GINEVRA, 10 FEBBRAIO – Stime al ribasso per il mercato del lavoro globale: secondo l’Onu nel 2022 si prevedono ore di lavoro perse equivalenti a 52 milioni di posti di lavoro a tempo pieno, portando il tasso globale di disoccupazione lontano da quello pre-pandemia.
La pandemia da Covid-19 e l’impatto delle sue recenti varianti, come Delta e Omicron, continuano quindi ad avere effetti negativi sul mondo del lavoro secondo l‘Organizzazione internazionale del lavoro (ILO) nel suo Rapporto ‘World Employment and Social Outlook – Trends 2022’.
”Non ci può essere una vera ripresa da questa pandemia senza un’ampia ripresa del mercato del lavoro – commenta Guy Ryder, direttore Generale dell’ILO – Per essere sostenibile, la ripresa deve basarsi sui principi del lavoro dignitoso, inclusi salute e sicurezza, equità e protezione sociale”.
È molto probabile, evidenzia il Rapporto, che le performance del mondo del lavoro non ritornino ai livelli pre-pandemia per diversi anni. Nel 2022, le proiezioni dell’ONU suggeriscono un deficit di ore lavorative equivalente a 52 milioni di posti di lavoro a tempo pieno. Nonostante questa cifra rappresenti un miglioramento rispetto al 2021, rimane quasi il 2% al di sotto del numero di ore lavorate a livello globale prima della pandemia.
Nel 2022, continua il Report, il rapporto occupazione/popolazione dovrebbe attestarsi al 55,9%, ovvero 1,4% al di sotto del livello del 2019. La disoccupazione globale dovrebbe interessare circa 207 milioni di individui, superando di circa 21 milioni il livello del 2019. Il numero di lavoratori estremamente poveri, ovvero i lavoratori e le lavoratrici che non guadagnano abbastanza per mantenere se stessi e le loro famiglie al di sopra della soglia di povertà, è aumentato di 8 milioni.
La ripresa, continua il Rapporto, laddove si verifica, mostra andamenti variabili in base ai Paesi e ai settori. La ripresa dell’occupazione nei Paesi a basso e medio reddito registra dati inferiori rispetto ai Paesi più ricchi. Una differenza dovuta principalmente ai tassi di vaccinazione e alle tutele fiscali. Aspetto che colpisce maggiormente i Paesi in via di sviluppo, dove a pesare sono le disuguaglianze, le condizioni di lavoro e i sistemi di protezione sociale inefficienti già prima della pandemia.Più in generale gli indicatori chiave del mercato del lavoro in tutti i continenti sono ancora al di sotto rispetto ai livelli pre-pandemia. Le proiezioni al 2023 suggeriscono che non ci sarà piena ripresa. L’Europa e le regioni del Pacifico sono quelle che si avvicineranno di più a tale obiettivo, mentre America Latina, Caraibi e Sud-est asiatico sono le regioni con prospettive peggiori.

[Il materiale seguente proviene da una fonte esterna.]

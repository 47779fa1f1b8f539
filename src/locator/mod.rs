mod state;
pub mod tiers;

pub use state::{
    LocatorMachine, LocatorRun, LocatorState, LocatorTransition, LocatorVerdict, PageContext,
    TierOutcome,
};

use thiserror::Error;
use tokio_util::sync::CancellationToken;

use crate::browser::{ActionError, ActionExecutor, BrowserSession};
use crate::model::JobRef;

/// Why a locator run stopped before reaching a verdict.
#[derive(Debug, Error)]
pub enum LocatorAbort {
    /// Governor hold or unrecoverable session error.
    #[error(transparent)]
    Action(ActionError),

    /// Cooperative cancellation observed between tiers.
    #[error("locator run cancelled")]
    Cancelled,
}

/// Everything a completed locator run hands back to the orchestrator.
#[derive(Debug, Clone)]
pub struct LocatorReport {
    pub verdict: LocatorVerdict,
    pub tiers_walked: Vec<LocatorState>,
    pub context: PageContext,
}

/// Drive the tier sequence for one job until a candidate is found or every
/// tier is exhausted.
///
/// Soft action failures advance to the next tier exactly like a miss; only a
/// governor hold or a fatal session error aborts the run. Cancellation is
/// checked between state transitions, never mid-action.
pub async fn locate_recruiter<S: BrowserSession>(
    exec: &mut ActionExecutor<S>,
    job: &JobRef,
    cancel: &CancellationToken,
) -> Result<LocatorReport, LocatorAbort> {
    let mut run = LocatorRun::new();
    // Entry transition out of START; the outcome argument is unused there.
    LocatorMachine::advance(&mut run, TierOutcome::NotFound);

    loop {
        if cancel.is_cancelled() {
            return Err(LocatorAbort::Cancelled);
        }

        let attempt = match run.state {
            LocatorState::TryHiringTeamLink => {
                tiers::try_hiring_team(exec, job, &mut run.context).await
            }
            LocatorState::TryConnectionsLink => {
                tiers::try_connections(exec, &mut run.context).await
            }
            LocatorState::TryCompanyPeoplePage => {
                tiers::try_company_people(exec, &mut run.context).await
            }
            LocatorState::Start | LocatorState::Found | LocatorState::Exhausted => {
                unreachable!("locator driver only executes tier states")
            }
        };

        let outcome = match attempt {
            Ok(outcome) => outcome,
            Err(e) if e.is_fatal() || matches!(e, ActionError::Throttled { .. }) => {
                return Err(LocatorAbort::Action(e));
            }
            Err(e) => {
                // Absence and soft failure advance identically; the page
                // structure does not let us tell them apart reliably.
                tracing::debug!(job_id = %job.job_id, state = %run.state, error = %e, "tier failed softly");
                TierOutcome::Failed
            }
        };

        match LocatorMachine::advance(&mut run, outcome) {
            LocatorTransition::Next(_) => continue,
            LocatorTransition::Complete(verdict) => {
                return Ok(LocatorReport {
                    verdict,
                    tiers_walked: run.history,
                    context: run.context,
                });
            }
        }
    }
}
use thiserror::Error;

use crate::browser::ActionError;
use crate::sink::SinkError;

#[derive(Debug, Error)]
pub enum ScoutError {
    #[error("Config error: {0}")]
    Config(String),

    #[error("No jobs found in the input file.")]
    NoJobs,

    #[error("Browser action error: {0}")]
    Action(#[from] ActionError),

    #[error("Result sink error: {0}")]
    Sink(#[from] SinkError),

    #[error("IO error: {0}")]
    Io(#[from] std::io::Error),

    #[error("JSON error: {0}")]
    Json(#[from] serde_json::Error),

    #[error("TOML parse error: {0}")]
    Toml(#[from] toml::de::Error),
}
#[cfg(test)]
mod tests {
    use super::*;
    use crate::browser::executor::Pacing;
    use crate::capture::FsDocumentStore;
    use crate::email::{LookupOutcome, ResolveError};
    use crate::governor::RateGovernor;
    use crate::demo::ScriptedBrowser;
    use crate::model::{DiscoveryStrategy, ResolutionMethod};
    use crate::sink::MemorySink;

    const LADDER: [u64; 3] = [5, 30, 60];

    struct StubDirectory(LookupOutcome);

    impl DirectoryLookup for StubDirectory {
        async fn lookup(&self, _n: &str, _c: &str) -> Result<LookupOutcome, ResolveError> {
            Ok(self.0.clone())
        }
    }

    struct NoMx;

    impl MxResolver for NoMx {
        async fn resolve_mx(&self, _domain: &str) -> Result<Option<String>, ResolveError> {
            Ok(None)
        }
    }

    fn quiet_pacing() -> Pacing {
        Pacing {
            jitter_min_ms: 0,
            jitter_max_ms: 0,
            wait_ceiling: std::time::Duration::from_secs(300),
        }
    }

    fn jobs(n: usize) -> Vec<JobRef> {
        (1..=n)
            .map(|i| JobRef {
                job_id: i.to_string(),
                url: format!("https://jobs.example.com/view/{i}"),
            })
            .collect()
    }

    fn hiring_team_page(site: &mut ScriptedBrowser) {
        site.text_element(
            ".job-details .company-name a",
            Some("https://jobs.example.com/company/acme"),
            "Acme Corp",
        );
        site.element("section.hiring-team", None);
        site.text_element("section.hiring-team .person-card:nth-of-type(1)", None, "");
        site.text_element(
            "section.hiring-team .person-card:nth-of-type(1) .title",
            None,
            "Technical Recruiter",
        );
        site.text_element(
            "section.hiring-team .person-card:nth-of-type(1) .name",
            None,
            "Jane Doe",
        );
        site.element(
            "section.hiring-team .person-card:nth-of-type(1) a",
            Some("https://jobs.example.com/in/jane-doe"),
        );
    }

    fn orchestrator(
        site: ScriptedBrowser,
        ladder: &[u64],
        budget: u32,
        directory: LookupOutcome,
        store_dir: &std::path::Path,
    ) -> DiscoveryOrchestrator<ScriptedBrowser, FsDocumentStore, StubDirectory, NoMx, MemorySink> {
        DiscoveryOrchestrator::new(
            ActionExecutor::new(site, RateGovernor::new(budget, ladder), quiet_pacing()),
            FsDocumentStore::new(store_dir),
            EmailResolver::new(StubDirectory(directory), NoMx),
            MemorySink::new(),
        )
    }

    #[tokio::test(start_paused = true)]
    async fn hiring_team_job_succeeds_with_provenance() {
        let dir = tempfile::tempdir().unwrap();
        let mut site = ScriptedBrowser::new();
        hiring_team_page(&mut site);
        let mut orch = orchestrator(
            site,
            &LADDER,
            1000,
            LookupOutcome::Match("jane@acme.com".into()),
            dir.path(),
        );

        let summary = orch.run(jobs(1), CancellationToken::new()).await.unwrap();
        assert_eq!(summary.succeeded, 1);

        let results = orch.into_sink().results;
        let result = &results[0];
        assert_eq!(result.outcome, Outcome::Success);
        let recruiter = result.recruiter.as_ref().unwrap();
        assert_eq!(recruiter.discovery_strategy, DiscoveryStrategy::HiringTeam);
        assert!(result.profile.is_some());
        assert_eq!(result.email.method, ResolutionMethod::Directory);
    }

    #[tokio::test(start_paused = true)]
    async fn empty_site_yields_not_found() {
        let dir = tempfile::tempdir().unwrap();
        let mut orch = orchestrator(
            ScriptedBrowser::new(),
            &LADDER,
            1000,
            LookupOutcome::NotFound,
            dir.path(),
        );

        let summary = orch.run(jobs(1), CancellationToken::new()).await.unwrap();
        assert_eq!(summary.not_found, 1);

        let results = orch.into_sink().results;
        assert_eq!(results[0].outcome, Outcome::NotFound);
        assert!(results[0].recruiter.is_none());
        assert!(results[0].profile.is_none());
    }

    #[tokio::test(start_paused = true)]
    async fn render_failure_degrades_to_partial_success() {
        let dir = tempfile::tempdir().unwrap();
        let mut site = ScriptedBrowser::new();
        hiring_team_page(&mut site);
        site.set_render_failure();
        let mut orch = orchestrator(
            site,
            &LADDER,
            1000,
            LookupOutcome::Match("jane@acme.com".into()),
            dir.path(),
        );

        let summary = orch.run(jobs(1), CancellationToken::new()).await.unwrap();
        assert_eq!(summary.partial, 1);

        let results = orch.into_sink().results;
        let result = &results[0];
        assert_eq!(result.outcome, Outcome::PartialSuccess);
        assert!(result.recruiter.is_some());
        assert!(result.profile.is_none());
        // The contact sub-path is independent of the capture failure.
        assert_eq!(result.email.method, ResolutionMethod::Directory);
    }

    #[tokio::test(start_paused = true)]
    async fn one_result_per_job_in_input_order() {
        let dir = tempfile::tempdir().unwrap();
        let mut orch = orchestrator(
            ScriptedBrowser::new(),
            &LADDER,
            1000,
            LookupOutcome::NotFound,
            dir.path(),
        );

        let summary = orch.run(jobs(5), CancellationToken::new()).await.unwrap();
        assert_eq!(summary.total, 5);

        let ids: Vec<_> = orch
            .into_sink()
            .results
            .iter()
            .map(|r| r.job_id.clone())
            .collect();
        assert_eq!(ids, vec!["1", "2", "3", "4", "5"]);
    }

    #[tokio::test(start_paused = true)]
    async fn sustained_rate_limit_drains_remaining_queue() {
        let dir = tempfile::tempdir().unwrap();
        let site = ScriptedBrowser::new();
        // Two-rung ladder: the third throttle signal inside job 5 puts the
        // governor into its terminal hold.
        site.fail_after_navigations(4, 429);
        let mut orch = orchestrator(site, &[5, 30], 1000, LookupOutcome::NotFound, dir.path());

        let summary = orch.run(jobs(10), CancellationToken::new()).await.unwrap();
        assert_eq!(summary.rate_limited, 5);

        let results = orch.into_sink().results;
        assert_eq!(results.len(), 10);
        for result in &results[5..] {
            assert_eq!(result.outcome, Outcome::RateLimited);
        }
        // Jobs 1-4 completed normally before the throttling began.
        for result in &results[..4] {
            assert_eq!(result.outcome, Outcome::NotFound);
        }
    }

    #[tokio::test(start_paused = true)]
    async fn rate_limited_jobs_trigger_no_browser_actions() {
        let dir = tempfile::tempdir().unwrap();
        let site = ScriptedBrowser::new();
        site.fail_after_navigations(4, 429);
        let mut orch = orchestrator(site, &[5, 30], 1000, LookupOutcome::NotFound, dir.path());

        orch.run(jobs(10), CancellationToken::new()).await.unwrap();
        // Jobs 1-4 each navigated once; job 5's navigation failed before
        // being recorded; jobs 6-10 never touched the browser.
        assert_eq!(orch.executor.session().navigation_count(), 4);
    }

    #[tokio::test(start_paused = true)]
    async fn fatal_session_error_fails_the_rest_of_the_queue() {
        let dir = tempfile::tempdir().unwrap();
        let site = ScriptedBrowser::new();
        site.fail_all_with_status(401);
        let mut orch = orchestrator(site, &LADDER, 1000, LookupOutcome::NotFound, dir.path());

        let summary = orch.run(jobs(3), CancellationToken::new()).await.unwrap();
        assert_eq!(summary.failed, 3);

        let results = orch.into_sink().results;
        assert!(results[0].reason.contains("session invalid"));
        assert!(results[1].reason.starts_with("aborted:"));
        assert!(results[2].reason.starts_with("aborted:"));
    }

    #[tokio::test(start_paused = true)]
    async fn cancellation_drains_queue_with_explicit_results() {
        let dir = tempfile::tempdir().unwrap();
        let cancel = CancellationToken::new();
        cancel.cancel();
        let mut orch = orchestrator(
            ScriptedBrowser::new(),
            &LADDER,
            1000,
            LookupOutcome::NotFound,
            dir.path(),
        );

        let summary = orch.run(jobs(3), cancel).await.unwrap();
        assert_eq!(summary.failed, 3);
        assert_eq!(summary.total, 3);

        let navigation_count = orch.executor.session().navigation_count();
        let results = orch.into_sink().results;
        assert!(results.iter().all(|r| r.reason.contains("cancelled")));
        assert_eq!(navigation_count, 0);
    }

    #[tokio::test(start_paused = true)]
    async fn exhausted_with_partial_identity_still_resolves_email() {
        let dir = tempfile::tempdir().unwrap();
        let mut site = ScriptedBrowser::new();
        site.text_element(
            ".job-details .company-name a",
            Some("https://jobs.example.com/company/acme"),
            "Acme Corp",
        );
        // Recruiter-titled card with no profile link: identity only.
        site.element("section.hiring-team", None);
        site.text_element("section.hiring-team .person-card:nth-of-type(1)", None, "");
        site.text_element(
            "section.hiring-team .person-card:nth-of-type(1) .title",
            None,
            "Talent Partner",
        );
        site.text_element(
            "section.hiring-team .person-card:nth-of-type(1) .name",
            None,
            "Sam Reyes",
        );

        let mut orch = orchestrator(
            site,
            &LADDER,
            1000,
            LookupOutcome::Match("sam@acme.com".into()),
            dir.path(),
        );

        let summary = orch.run(jobs(1), CancellationToken::new()).await.unwrap();
        assert_eq!(summary.not_found, 1);

        let results = orch.into_sink().results;
        let result = &results[0];
        assert_eq!(result.outcome, Outcome::NotFound);
        assert!(result.recruiter.is_none());
        assert_eq!(result.email.address.as_deref(), Some("sam@acme.com"));
    }
}
//! Contact email resolution.
//!
//! Primary path: a directory-service lookup. On a miss or exhausted quota it
//! falls back to guessing from common address patterns against an MX-confirmed
//! mail domain. The guess is never verified by sending mail and is labeled
//! `pattern_guess` with reduced confidence; resolving nothing at all is a
//! valid terminal state.

use std::time::Duration;

use reqwest::Client;
use serde::Deserialize;
use thiserror::Error;

use crate::model::EmailResolution;

const DEFAULT_DIRECTORY_URL: &str = "https://api.directory.example.com";
const DEFAULT_DOH_URL: &str = "https://dns.google";

#[derive(Debug, Error)]
pub enum ResolveError {
    #[error("lookup service error (status {status}): {message}")]
    Http { status: u16, message: String },

    #[error("network error: {0}")]
    Network(#[from] reqwest::Error),

    #[error("malformed lookup response: {0}")]
    Parse(String),
}

/// What the directory service said about a person + company pair.
#[derive(Debug, Clone, PartialEq, Eq)]
pub enum LookupOutcome {
    Match(String),
    NotFound,
    QuotaExceeded,
}

/// Directory lookup boundary.
pub trait DirectoryLookup {
    async fn lookup(&self, name: &str, company: &str) -> Result<LookupOutcome, ResolveError>;
}

/// DNS mail-exchange boundary, used only by the fallback guess path.
pub trait MxResolver {
    async fn resolve_mx(&self, domain: &str) -> Result<Option<String>, ResolveError>;
}

#[derive(Debug, Deserialize)]
struct DirectoryResponse {
    email: Option<String>,
}

/// HTTP client for the directory lookup service.
pub struct DirectoryClient {
    http: Client,
    base_url: String,
    api_key: String,
}

impl DirectoryClient {
    pub fn new(api_key: String) -> Self {
        Self::with_base_url(api_key, DEFAULT_DIRECTORY_URL.to_string())
    }

    /// Create a client pointing at a custom base URL (useful for testing).
    pub fn with_base_url(api_key: String, base_url: String) -> Self {
        let http = Client::builder()
            .connect_timeout(Duration::from_secs(10))
            .timeout(Duration::from_secs(30))
            .build()
            .expect("failed to build HTTP client");
        Self {
            http,
            base_url,
            api_key,
        }
    }
}

impl DirectoryLookup for DirectoryClient {
    async fn lookup(&self, name: &str, company: &str) -> Result<LookupOutcome, ResolveError> {
        let response = self
            .http
            .get(format!("{}/v1/email-finder", self.base_url))
            .query(&[("name", name), ("company", company)])
            .bearer_auth(&self.api_key)
            .send()
            .await?;

        let status = response.status();
        match status.as_u16() {
            402 | 429 => return Ok(LookupOutcome::QuotaExceeded),
            404 => return Ok(LookupOutcome::NotFound),
            _ => {}
        }

        if !status.is_success() {
            let message = response
                .text()
                .await
                .unwrap_or_else(|_| "unknown error".to_string());
            return Err(ResolveError::Http {
                status: status.as_u16(),
                message,
            });
        }

        let body: DirectoryResponse = response
            .json()
            .await
            .map_err(|e| ResolveError::Parse(e.to_string()))?;
        Ok(match body.email {
            Some(email) if !email.is_empty() => LookupOutcome::Match(email),
            _ => LookupOutcome::NotFound,
        })
    }
}

#[derive(Debug, Deserialize)]
struct DohAnswer {
    data: String,
}

#[derive(Debug, Deserialize)]
struct DohResponse {
    #[serde(rename = "Status")]
    status: u32,
    #[serde(rename = "Answer", default)]
    answer: Vec<DohAnswer>,
}

/// MX lookup over DNS-over-HTTPS (JSON wire format).
pub struct DohClient {
    http: Client,
    base_url: String,
}

impl DohClient {
    pub fn new() -> Self {
        Self::with_base_url(DEFAULT_DOH_URL.to_string())
    }

    pub fn with_base_url(base_url: String) -> Self {
        let http = Client::builder()
            .connect_timeout(Duration::from_secs(10))
            .timeout(Duration::from_secs(30))
            .build()
            .expect("failed to build HTTP client");
        Self { http, base_url }
    }
}

impl Default for DohClient {
    fn default() -> Self {
        Self::new()
    }
}

impl MxResolver for DohClient {
    async fn resolve_mx(&self, domain: &str) -> Result<Option<String>, ResolveError> {
        let response = self
            .http
            .get(format!("{}/resolve", self.base_url))
            .query(&[("name", domain), ("type", "MX")])
            .header("accept", "application/dns-json")
            .send()
            .await?;

        let status = response.status();
        if !status.is_success() {
            let message = response
                .text()
                .await
                .unwrap_or_else(|_| "unknown error".to_string());
            return Err(ResolveError::Http {
                status: status.as_u16(),
                message,
            });
        }

        let body: DohResponse = response
            .json()
            .await
            .map_err(|e| ResolveError::Parse(e.to_string()))?;
        if body.status != 0 {
            return Ok(None);
        }

        // MX record data is "<preference> <exchange>".
        Ok(body.answer.first().and_then(|a| {
            a.data
                .split_whitespace()
                .next_back()
                .map(|host| host.trim_end_matches('.').to_string())
        }))
    }
}

/// Guess the company's mail domain from its display name: drop legal-suffix
/// tokens, keep alphanumerics, append `.com`. The guess is only ever used
/// after MX confirmation.
pub fn mail_domain_candidate(company: &str) -> Option<String> {
    const LEGAL_SUFFIXES: &[&str] = &["inc", "llc", "ltd", "co", "corp", "corporation", "gmbh"];

    let stem: String = company
        .split_whitespace()
        .map(|token| token.trim_matches(|c: char| !c.is_alphanumeric()))
        .filter(|token| {
            !token.is_empty() && !LEGAL_SUFFIXES.contains(&token.to_lowercase().as_str())
        })
        .collect::<Vec<_>>()
        .join("")
        .chars()
        .filter(|c| c.is_alphanumeric())
        .collect::<String>()
        .to_lowercase();

    if stem.is_empty() {
        None
    } else {
        Some(format!("{stem}.com"))
    }
}

/// The ordinal set of common address patterns for a name at a domain:
/// `first.last`, `flast`, `first`.
pub fn address_patterns(name: &str, domain: &str) -> Vec<String> {
    let parts: Vec<String> = name
        .split_whitespace()
        .map(|p| {
            p.chars()
                .filter(|c| c.is_alphanumeric())
                .collect::<String>()
                .to_lowercase()
        })
        .filter(|p| !p.is_empty())
        .collect();

    match parts.as_slice() {
        [] => Vec::new(),
        [first] => vec![format!("{first}@{domain}")],
        [first, .., last] => {
            let initial = first.chars().next().unwrap_or_default();
            vec![
                format!("{first}.{last}@{domain}"),
                format!("{initial}{last}@{domain}"),
                format!("{first}@{domain}"),
            ]
        }
    }
}

/// Composes the primary directory path with the guess-and-confirm fallback.
/// Never fails: transport errors degrade to an absent resolution.
pub struct EmailResolver<D: DirectoryLookup, M: MxResolver> {
    directory: D,
    mx: M,
}

impl<D: DirectoryLookup, M: MxResolver> EmailResolver<D, M> {
    pub fn new(directory: D, mx: M) -> Self {
        Self { directory, mx }
    }

    pub async fn resolve(&self, name: &str, company: &str) -> EmailResolution {
        match self.directory.lookup(name, company).await {
            Ok(LookupOutcome::Match(address)) => {
                tracing::info!(%address, "directory lookup matched");
                return EmailResolution::directory(address);
            }
            Ok(LookupOutcome::QuotaExceeded) => {
                tracing::warn!("directory quota exhausted, falling back to pattern guess");
            }
            Ok(LookupOutcome::NotFound) => {
                tracing::debug!(name, company, "directory lookup missed");
            }
            Err(e) => {
                tracing::warn!(error = %e, "directory lookup failed");
            }
        }

        self.guess(name, company).await
    }

    async fn guess(&self, name: &str, company: &str) -> EmailResolution {
        let Some(domain) = mail_domain_candidate(company) else {
            return EmailResolution::absent();
        };

        match self.mx.resolve_mx(&domain).await {
            Ok(Some(exchange)) => {
                tracing::debug!(%domain, %exchange, "mail domain confirmed via MX");
                match address_patterns(name, &domain).into_iter().next() {
                    Some(address) => EmailResolution::pattern_guess(address),
                    None => EmailResolution::absent(),
                }
            }
            Ok(None) => {
                tracing::debug!(%domain, "no MX record, skipping pattern guess");
                EmailResolution::absent()
            }
            Err(e) => {
                tracing::warn!(error = %e, "MX lookup failed");
                EmailResolution::absent()
            }
        }
    }
}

Le economie in via di sviluppo, che dipendono dalle esportazioni di beni o materie prime ad alta intensità di manodopera, dimostrano difficoltà ad adattarsi alla volatilità della domanda causata dai cambiamenti della crescita economica. Le economie dipendenti dal turismo risentono pesantemente della chiusura delle frontiere e della perdita di entrate.
Le imprese più piccole sono quelle che registrano un calo maggiore dell’occupazione e dell’orario di lavoro rispetto alle imprese più grandi. Un deficit che, a cascata, porta a una riduzione dei redditi e così, soprattutto nei Paesi in via di sviluppo (dove mancano sistemi di protezione sociale capaci di integrare e stabilizzare i redditi) si aggrava lo stress finanziario delle famiglie già economicamente vulnerabili, con effetti su salute e alimentazione.
Più in generale, sottolinea il Rapporto, la ripresa asimmetrica dell’economia mondiale ha iniziato a produrre effetti a catena sul lungo periodo, sia in termini di incertezza che di instabilità, che potrebbero bloccare la ripresa. I cambiamenti nella domanda di mercato, l’aumento dei servizi online, i costi commerciali alle stelle e i cambiamenti nell’offerta di lavoro hanno creato colli di bottiglia nel settore manifatturiero, impedendo il ritorno alle condizioni del mercato del lavoro pre-pandemia.
Secondo ILO occorre ricostruire l’economia in modo da affrontare le disuguaglianze sistemiche e strutturali assieme alle sfide sociali ed economiche a lungo termine, come il cambiamento climatico. Il raggiungimento di una ripresa, incentrata sull’uomo, conclude il Rapporto, dovrà basarsi su quattro pilastri: crescita e sviluppo economico inclusivo, protezione dei lavoratori, protezione sociale universale e dialogo sociale.